### EXCERPTED DATA
┄┄┄┄┄┄┄┄┄┄┄┄┄┄┄┄┄┄┄┄
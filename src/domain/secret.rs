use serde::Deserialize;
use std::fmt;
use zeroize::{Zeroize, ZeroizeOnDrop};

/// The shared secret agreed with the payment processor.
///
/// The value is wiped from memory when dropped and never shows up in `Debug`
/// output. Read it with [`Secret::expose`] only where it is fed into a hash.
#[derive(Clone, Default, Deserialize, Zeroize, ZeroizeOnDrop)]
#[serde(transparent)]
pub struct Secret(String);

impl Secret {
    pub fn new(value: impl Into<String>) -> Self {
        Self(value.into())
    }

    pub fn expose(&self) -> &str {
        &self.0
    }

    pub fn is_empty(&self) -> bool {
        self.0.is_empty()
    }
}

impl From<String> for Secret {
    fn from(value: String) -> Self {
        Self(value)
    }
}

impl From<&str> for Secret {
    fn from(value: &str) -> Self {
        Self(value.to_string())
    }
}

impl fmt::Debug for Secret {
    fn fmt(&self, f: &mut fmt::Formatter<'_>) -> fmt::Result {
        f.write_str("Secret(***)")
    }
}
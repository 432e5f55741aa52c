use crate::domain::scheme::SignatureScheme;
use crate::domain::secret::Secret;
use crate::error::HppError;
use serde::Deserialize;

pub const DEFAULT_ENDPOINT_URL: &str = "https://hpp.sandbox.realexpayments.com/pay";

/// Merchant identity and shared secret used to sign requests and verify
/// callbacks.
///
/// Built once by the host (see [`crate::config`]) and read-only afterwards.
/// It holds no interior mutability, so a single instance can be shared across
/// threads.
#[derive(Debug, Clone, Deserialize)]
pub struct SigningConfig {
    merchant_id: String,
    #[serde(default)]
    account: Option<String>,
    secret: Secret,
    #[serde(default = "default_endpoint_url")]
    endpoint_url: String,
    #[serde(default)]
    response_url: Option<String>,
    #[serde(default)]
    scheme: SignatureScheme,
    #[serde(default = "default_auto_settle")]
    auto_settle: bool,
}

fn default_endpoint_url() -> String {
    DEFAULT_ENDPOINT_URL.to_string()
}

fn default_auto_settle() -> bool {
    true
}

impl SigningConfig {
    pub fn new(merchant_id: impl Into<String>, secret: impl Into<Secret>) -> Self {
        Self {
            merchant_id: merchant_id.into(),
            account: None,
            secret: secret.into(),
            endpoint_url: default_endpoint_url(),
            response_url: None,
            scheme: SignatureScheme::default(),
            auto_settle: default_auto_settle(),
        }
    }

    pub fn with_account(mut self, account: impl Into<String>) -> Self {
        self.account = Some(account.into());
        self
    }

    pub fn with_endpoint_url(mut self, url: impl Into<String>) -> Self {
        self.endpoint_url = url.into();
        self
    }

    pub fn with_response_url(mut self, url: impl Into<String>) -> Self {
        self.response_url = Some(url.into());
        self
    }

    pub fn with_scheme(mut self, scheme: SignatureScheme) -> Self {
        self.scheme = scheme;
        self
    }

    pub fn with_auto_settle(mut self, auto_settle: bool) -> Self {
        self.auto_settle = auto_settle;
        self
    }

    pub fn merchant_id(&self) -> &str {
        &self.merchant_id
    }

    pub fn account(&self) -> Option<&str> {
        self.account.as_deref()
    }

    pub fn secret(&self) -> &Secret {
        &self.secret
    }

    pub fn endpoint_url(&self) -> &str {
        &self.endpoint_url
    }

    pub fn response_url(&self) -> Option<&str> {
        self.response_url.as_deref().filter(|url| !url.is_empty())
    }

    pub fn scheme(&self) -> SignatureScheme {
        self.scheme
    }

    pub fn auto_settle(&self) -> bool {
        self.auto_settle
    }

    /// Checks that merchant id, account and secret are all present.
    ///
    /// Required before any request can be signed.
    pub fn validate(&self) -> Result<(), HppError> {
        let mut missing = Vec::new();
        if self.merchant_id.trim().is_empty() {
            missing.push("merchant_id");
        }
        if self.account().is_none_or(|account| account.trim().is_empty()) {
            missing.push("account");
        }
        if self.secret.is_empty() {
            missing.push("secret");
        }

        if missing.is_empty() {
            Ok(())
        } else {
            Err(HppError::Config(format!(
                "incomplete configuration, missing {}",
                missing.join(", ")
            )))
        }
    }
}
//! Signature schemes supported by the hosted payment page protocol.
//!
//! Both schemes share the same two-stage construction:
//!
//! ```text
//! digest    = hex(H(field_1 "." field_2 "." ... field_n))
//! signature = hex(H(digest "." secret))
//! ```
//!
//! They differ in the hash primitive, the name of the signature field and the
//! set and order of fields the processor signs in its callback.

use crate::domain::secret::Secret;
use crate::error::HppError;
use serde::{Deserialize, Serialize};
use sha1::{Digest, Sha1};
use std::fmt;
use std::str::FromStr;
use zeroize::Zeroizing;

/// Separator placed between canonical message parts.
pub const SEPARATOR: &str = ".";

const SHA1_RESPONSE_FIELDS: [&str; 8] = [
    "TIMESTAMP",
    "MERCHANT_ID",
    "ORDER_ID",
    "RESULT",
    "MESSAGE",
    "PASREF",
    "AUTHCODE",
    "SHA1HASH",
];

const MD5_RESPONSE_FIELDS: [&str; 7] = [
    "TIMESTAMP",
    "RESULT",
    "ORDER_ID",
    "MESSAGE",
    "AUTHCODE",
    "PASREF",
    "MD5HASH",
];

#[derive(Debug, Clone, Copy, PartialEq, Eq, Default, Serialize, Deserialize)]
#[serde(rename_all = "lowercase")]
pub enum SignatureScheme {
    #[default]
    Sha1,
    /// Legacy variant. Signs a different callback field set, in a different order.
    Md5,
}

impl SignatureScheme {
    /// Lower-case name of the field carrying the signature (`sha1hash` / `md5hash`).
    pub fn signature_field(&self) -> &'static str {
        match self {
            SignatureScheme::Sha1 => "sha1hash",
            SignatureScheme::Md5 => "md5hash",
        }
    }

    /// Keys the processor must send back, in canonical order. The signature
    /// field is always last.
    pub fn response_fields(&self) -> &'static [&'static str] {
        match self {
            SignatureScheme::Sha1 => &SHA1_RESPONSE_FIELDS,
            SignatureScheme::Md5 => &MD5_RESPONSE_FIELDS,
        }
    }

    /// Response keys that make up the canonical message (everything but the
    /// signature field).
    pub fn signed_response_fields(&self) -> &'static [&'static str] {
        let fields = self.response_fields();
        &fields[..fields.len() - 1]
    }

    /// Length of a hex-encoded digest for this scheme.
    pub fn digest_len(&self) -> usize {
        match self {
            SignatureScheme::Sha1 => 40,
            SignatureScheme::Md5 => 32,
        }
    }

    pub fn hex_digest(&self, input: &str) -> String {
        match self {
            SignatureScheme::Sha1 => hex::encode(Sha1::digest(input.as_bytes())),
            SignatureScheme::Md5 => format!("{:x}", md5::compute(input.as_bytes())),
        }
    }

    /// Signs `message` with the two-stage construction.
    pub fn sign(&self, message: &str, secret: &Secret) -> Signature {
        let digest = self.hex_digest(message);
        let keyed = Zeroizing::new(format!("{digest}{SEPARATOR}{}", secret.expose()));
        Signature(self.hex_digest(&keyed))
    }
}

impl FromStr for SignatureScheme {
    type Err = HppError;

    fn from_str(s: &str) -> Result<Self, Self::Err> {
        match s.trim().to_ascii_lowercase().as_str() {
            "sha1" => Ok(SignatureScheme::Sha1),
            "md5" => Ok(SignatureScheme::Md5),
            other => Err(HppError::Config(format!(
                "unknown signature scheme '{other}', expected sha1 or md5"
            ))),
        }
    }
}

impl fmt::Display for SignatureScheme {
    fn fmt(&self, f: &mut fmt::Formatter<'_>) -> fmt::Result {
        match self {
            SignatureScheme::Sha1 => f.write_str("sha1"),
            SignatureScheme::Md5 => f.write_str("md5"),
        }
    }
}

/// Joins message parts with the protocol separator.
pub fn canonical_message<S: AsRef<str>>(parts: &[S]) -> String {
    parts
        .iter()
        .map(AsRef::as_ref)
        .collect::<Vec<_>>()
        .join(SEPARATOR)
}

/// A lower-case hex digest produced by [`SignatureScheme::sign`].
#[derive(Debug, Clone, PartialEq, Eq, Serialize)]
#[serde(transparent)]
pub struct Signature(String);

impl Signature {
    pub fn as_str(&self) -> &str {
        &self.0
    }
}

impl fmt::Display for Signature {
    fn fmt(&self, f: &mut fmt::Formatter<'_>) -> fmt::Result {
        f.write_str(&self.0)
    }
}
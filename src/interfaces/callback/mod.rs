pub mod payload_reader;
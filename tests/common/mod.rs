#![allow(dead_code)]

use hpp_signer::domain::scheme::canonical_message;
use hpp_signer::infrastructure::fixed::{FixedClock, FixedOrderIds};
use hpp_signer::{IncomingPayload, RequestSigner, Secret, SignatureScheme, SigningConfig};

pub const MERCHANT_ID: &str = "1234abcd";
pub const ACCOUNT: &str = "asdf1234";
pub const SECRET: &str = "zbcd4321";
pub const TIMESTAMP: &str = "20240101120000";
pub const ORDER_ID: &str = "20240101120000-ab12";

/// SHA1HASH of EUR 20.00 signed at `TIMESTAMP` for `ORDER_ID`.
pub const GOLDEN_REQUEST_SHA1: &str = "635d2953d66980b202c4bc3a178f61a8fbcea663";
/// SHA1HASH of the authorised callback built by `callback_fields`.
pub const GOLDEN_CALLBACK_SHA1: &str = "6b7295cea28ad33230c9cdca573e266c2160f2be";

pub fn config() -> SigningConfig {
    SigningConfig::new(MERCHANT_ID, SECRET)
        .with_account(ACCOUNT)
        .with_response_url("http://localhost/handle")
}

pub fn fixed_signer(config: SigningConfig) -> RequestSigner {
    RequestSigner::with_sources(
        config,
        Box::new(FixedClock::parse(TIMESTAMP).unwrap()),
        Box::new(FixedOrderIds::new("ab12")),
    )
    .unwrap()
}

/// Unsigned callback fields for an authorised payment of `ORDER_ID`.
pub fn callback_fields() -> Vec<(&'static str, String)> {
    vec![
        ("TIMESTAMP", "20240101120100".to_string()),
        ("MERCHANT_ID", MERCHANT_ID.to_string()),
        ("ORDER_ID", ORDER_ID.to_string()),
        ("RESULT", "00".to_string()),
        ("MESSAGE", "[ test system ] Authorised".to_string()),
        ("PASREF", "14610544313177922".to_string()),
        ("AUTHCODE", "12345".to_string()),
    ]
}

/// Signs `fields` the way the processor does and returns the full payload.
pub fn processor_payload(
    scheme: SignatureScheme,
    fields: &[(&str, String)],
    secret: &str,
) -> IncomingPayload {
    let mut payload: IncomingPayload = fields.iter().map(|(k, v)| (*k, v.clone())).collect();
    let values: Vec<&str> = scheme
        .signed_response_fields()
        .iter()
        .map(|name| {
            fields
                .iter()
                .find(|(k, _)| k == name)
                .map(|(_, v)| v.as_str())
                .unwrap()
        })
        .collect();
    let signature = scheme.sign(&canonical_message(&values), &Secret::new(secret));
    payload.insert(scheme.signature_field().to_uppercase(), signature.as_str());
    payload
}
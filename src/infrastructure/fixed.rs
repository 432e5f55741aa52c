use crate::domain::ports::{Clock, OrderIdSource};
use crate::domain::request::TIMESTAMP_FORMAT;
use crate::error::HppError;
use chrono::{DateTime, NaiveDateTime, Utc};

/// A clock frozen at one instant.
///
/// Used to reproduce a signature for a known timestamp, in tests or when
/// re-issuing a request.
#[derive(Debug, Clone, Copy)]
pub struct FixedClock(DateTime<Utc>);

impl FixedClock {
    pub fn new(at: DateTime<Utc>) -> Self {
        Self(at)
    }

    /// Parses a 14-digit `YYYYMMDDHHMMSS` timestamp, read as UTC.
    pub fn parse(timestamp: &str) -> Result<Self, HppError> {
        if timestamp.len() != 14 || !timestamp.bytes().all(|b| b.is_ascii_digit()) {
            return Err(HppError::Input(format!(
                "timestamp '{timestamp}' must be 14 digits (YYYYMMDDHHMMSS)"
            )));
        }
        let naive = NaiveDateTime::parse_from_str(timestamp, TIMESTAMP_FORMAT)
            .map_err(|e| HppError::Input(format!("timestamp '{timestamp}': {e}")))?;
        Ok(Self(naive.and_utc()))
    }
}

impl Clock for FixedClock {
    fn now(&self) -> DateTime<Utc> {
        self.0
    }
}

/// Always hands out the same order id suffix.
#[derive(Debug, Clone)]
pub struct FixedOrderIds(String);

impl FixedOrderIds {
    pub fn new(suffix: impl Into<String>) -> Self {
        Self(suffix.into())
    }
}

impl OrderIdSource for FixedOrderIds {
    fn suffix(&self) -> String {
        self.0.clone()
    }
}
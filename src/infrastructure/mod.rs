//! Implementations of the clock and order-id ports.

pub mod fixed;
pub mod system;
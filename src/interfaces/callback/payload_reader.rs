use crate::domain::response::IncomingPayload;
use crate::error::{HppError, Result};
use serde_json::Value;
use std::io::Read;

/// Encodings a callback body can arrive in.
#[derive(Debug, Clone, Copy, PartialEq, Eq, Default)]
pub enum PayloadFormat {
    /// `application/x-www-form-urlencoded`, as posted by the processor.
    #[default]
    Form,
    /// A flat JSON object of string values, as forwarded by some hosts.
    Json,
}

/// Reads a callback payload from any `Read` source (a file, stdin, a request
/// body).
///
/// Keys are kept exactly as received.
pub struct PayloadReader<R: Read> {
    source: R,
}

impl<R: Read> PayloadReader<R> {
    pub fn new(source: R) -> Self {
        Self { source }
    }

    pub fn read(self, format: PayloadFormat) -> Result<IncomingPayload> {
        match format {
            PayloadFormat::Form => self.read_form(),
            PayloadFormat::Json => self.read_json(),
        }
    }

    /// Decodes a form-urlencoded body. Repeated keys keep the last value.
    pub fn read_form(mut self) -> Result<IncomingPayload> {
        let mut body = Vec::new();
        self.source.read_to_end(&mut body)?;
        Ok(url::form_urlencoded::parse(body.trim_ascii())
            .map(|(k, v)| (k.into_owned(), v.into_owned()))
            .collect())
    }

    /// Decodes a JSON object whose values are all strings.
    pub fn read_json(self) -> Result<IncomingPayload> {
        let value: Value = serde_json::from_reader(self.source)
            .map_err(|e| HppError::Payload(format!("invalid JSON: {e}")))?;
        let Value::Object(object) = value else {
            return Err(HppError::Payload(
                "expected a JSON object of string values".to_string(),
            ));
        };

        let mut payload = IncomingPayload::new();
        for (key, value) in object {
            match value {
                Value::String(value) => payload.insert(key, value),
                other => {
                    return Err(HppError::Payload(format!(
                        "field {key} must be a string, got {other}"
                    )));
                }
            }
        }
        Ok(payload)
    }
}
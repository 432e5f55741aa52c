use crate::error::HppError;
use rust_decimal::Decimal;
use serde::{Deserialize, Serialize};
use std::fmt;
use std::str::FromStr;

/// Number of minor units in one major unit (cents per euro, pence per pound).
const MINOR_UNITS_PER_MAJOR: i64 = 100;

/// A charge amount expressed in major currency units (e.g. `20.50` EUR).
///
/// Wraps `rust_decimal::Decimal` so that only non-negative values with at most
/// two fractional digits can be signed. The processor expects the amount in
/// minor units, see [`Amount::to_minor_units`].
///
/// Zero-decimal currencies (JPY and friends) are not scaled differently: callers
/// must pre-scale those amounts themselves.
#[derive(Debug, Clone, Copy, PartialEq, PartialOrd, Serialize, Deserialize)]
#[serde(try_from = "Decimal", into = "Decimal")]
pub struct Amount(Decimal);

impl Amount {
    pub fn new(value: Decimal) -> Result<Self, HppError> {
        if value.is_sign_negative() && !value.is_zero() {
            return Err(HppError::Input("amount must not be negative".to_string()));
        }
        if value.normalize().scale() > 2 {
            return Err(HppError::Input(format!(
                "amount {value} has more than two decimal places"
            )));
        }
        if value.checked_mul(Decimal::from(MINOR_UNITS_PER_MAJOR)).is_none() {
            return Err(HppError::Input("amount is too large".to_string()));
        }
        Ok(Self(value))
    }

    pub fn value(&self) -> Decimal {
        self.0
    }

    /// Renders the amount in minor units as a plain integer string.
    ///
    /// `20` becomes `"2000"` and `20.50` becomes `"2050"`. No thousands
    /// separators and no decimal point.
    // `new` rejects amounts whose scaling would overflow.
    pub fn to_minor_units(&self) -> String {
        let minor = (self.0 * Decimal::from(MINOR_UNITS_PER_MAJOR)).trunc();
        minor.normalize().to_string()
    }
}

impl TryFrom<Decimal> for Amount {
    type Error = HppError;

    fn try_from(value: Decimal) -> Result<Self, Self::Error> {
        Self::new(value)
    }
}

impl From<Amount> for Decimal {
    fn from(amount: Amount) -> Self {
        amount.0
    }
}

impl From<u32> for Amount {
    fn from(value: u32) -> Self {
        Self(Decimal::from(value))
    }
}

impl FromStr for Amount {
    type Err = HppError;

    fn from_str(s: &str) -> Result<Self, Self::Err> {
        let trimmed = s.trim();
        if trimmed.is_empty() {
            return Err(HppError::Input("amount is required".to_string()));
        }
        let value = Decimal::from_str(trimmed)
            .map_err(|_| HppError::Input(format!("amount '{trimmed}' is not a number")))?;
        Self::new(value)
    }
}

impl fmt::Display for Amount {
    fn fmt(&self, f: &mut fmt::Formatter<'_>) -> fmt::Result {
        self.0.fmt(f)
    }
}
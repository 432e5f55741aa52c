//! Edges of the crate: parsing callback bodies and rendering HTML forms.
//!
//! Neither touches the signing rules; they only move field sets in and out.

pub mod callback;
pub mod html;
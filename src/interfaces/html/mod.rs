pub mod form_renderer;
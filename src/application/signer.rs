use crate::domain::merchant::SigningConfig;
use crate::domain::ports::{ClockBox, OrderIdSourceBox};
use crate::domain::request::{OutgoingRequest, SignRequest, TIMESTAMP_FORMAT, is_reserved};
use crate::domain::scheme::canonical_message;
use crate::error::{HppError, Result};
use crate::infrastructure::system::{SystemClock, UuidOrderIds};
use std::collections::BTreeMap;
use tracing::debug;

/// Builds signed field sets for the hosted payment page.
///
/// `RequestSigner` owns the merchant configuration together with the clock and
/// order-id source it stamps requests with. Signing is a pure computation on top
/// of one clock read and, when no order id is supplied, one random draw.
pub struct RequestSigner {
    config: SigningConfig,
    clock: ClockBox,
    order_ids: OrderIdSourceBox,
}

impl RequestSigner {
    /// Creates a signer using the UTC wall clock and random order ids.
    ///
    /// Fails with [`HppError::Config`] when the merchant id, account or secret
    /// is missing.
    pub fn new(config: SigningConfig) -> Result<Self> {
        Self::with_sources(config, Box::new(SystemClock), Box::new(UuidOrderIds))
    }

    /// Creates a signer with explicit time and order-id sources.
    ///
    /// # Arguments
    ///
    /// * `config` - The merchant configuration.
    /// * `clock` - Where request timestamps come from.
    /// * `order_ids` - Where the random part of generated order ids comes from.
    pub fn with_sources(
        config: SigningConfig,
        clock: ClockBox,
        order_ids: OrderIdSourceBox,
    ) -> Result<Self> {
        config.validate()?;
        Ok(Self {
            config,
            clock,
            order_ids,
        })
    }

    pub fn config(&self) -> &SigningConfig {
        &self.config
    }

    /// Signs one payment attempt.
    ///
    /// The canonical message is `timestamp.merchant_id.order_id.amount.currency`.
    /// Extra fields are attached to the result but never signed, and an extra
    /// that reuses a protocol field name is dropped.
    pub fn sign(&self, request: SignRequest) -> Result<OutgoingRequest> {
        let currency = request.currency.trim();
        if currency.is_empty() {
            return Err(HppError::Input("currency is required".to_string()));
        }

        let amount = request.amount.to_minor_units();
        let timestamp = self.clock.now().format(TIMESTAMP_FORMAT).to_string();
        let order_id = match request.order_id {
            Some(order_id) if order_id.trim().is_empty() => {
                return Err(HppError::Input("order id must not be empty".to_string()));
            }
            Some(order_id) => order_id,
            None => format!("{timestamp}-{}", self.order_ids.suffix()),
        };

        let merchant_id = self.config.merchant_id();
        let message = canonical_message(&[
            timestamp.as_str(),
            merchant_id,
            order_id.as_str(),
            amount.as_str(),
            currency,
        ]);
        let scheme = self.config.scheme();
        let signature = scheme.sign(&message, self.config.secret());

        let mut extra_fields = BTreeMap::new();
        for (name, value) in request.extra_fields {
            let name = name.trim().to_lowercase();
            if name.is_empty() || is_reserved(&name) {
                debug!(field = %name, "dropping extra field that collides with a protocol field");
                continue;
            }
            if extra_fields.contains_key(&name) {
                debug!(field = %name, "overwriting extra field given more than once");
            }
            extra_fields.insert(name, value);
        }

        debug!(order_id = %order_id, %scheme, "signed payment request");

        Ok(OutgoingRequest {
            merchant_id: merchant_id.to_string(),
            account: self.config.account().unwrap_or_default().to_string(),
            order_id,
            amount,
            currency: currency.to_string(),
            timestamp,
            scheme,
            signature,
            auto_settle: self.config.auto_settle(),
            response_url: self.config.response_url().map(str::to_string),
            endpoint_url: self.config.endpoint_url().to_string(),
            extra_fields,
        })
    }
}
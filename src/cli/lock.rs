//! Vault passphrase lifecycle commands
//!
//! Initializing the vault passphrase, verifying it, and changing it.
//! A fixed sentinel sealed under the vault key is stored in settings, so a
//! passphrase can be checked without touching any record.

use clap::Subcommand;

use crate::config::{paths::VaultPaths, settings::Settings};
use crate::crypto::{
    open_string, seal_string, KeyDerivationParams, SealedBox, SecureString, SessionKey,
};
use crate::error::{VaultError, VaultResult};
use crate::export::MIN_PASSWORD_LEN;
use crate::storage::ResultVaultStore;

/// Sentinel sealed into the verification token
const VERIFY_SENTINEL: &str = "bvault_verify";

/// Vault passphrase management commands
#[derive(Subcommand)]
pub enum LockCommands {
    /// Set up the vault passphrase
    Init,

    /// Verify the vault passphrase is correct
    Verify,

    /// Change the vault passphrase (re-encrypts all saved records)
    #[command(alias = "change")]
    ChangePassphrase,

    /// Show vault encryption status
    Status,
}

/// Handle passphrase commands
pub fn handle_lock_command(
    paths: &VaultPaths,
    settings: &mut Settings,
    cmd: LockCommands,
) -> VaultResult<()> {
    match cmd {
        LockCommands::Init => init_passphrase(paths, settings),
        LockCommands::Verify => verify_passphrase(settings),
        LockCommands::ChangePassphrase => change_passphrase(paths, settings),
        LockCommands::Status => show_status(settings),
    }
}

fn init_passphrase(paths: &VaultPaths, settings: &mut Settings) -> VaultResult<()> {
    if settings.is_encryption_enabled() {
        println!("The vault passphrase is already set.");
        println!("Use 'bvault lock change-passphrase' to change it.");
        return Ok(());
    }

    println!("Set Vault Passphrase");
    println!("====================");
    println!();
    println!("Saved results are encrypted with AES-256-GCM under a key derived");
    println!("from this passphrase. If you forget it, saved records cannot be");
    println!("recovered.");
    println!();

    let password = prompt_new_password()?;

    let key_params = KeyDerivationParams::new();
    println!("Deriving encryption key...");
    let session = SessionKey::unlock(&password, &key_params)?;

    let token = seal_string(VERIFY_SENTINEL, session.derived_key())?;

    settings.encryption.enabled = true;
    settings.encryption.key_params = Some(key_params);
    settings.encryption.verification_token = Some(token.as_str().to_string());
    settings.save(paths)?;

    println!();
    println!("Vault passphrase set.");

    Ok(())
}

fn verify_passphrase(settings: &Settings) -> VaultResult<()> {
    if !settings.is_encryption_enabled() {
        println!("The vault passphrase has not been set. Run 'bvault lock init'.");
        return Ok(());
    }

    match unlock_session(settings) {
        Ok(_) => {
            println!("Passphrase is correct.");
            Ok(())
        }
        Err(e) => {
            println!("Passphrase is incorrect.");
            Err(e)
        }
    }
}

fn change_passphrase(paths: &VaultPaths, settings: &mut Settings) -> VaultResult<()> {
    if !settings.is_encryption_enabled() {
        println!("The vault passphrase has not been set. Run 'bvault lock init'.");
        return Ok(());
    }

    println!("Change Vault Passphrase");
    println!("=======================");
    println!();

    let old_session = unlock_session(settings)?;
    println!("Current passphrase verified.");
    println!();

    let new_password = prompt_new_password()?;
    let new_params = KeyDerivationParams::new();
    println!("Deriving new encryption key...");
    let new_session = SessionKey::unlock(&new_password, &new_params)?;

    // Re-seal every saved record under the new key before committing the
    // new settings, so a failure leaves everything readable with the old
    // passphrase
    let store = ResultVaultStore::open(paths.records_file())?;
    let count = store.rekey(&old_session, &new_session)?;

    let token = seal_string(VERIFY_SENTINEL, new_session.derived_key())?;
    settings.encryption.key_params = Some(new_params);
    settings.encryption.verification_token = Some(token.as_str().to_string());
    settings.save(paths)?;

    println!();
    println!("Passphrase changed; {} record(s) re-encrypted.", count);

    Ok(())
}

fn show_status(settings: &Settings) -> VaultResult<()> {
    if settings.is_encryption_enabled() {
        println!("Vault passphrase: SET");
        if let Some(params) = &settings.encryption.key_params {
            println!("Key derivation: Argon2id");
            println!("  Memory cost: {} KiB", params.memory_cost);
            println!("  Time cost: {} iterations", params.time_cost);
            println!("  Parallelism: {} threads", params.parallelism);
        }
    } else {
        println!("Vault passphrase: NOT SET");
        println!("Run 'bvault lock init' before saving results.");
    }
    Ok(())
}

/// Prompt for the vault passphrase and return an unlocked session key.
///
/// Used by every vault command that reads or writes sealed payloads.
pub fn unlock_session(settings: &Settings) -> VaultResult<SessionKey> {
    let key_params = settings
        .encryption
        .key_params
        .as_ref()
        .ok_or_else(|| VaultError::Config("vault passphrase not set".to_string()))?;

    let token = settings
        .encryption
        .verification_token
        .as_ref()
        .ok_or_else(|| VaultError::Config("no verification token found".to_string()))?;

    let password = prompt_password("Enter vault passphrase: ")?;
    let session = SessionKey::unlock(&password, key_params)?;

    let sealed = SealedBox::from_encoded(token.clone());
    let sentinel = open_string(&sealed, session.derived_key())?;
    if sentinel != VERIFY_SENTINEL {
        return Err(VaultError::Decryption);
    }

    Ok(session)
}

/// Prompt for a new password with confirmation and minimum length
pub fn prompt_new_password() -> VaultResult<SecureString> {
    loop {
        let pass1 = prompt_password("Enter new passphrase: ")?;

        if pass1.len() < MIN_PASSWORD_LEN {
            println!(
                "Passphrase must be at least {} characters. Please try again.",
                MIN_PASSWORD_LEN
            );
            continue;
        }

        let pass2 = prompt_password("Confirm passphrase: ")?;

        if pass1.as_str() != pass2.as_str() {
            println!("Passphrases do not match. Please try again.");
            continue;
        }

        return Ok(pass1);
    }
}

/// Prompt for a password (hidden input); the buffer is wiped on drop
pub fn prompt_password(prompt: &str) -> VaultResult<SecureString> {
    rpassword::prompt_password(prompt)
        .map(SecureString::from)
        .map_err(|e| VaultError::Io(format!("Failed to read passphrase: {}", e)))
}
┄┄┄┄┄┄┄┄┄┄┄┄┄┄┄┄┄┄┄┄
### PROBLEM REQUIREMENTS
The records above should be printed exactly, please, from the first line through the line containing "The value is", with both ends kept and nothing past it.

### SOLUTION TO THE PROBLEM
filename src/domain/secret.rs
use serde::Deserialize;
use std::fmt;
use zeroize::{Zeroize, ZeroizeOnDrop};

/// The shared secret agreed with the payment processor.
///
/// The value is wiped from memory when dropped and never shows up in `Debug`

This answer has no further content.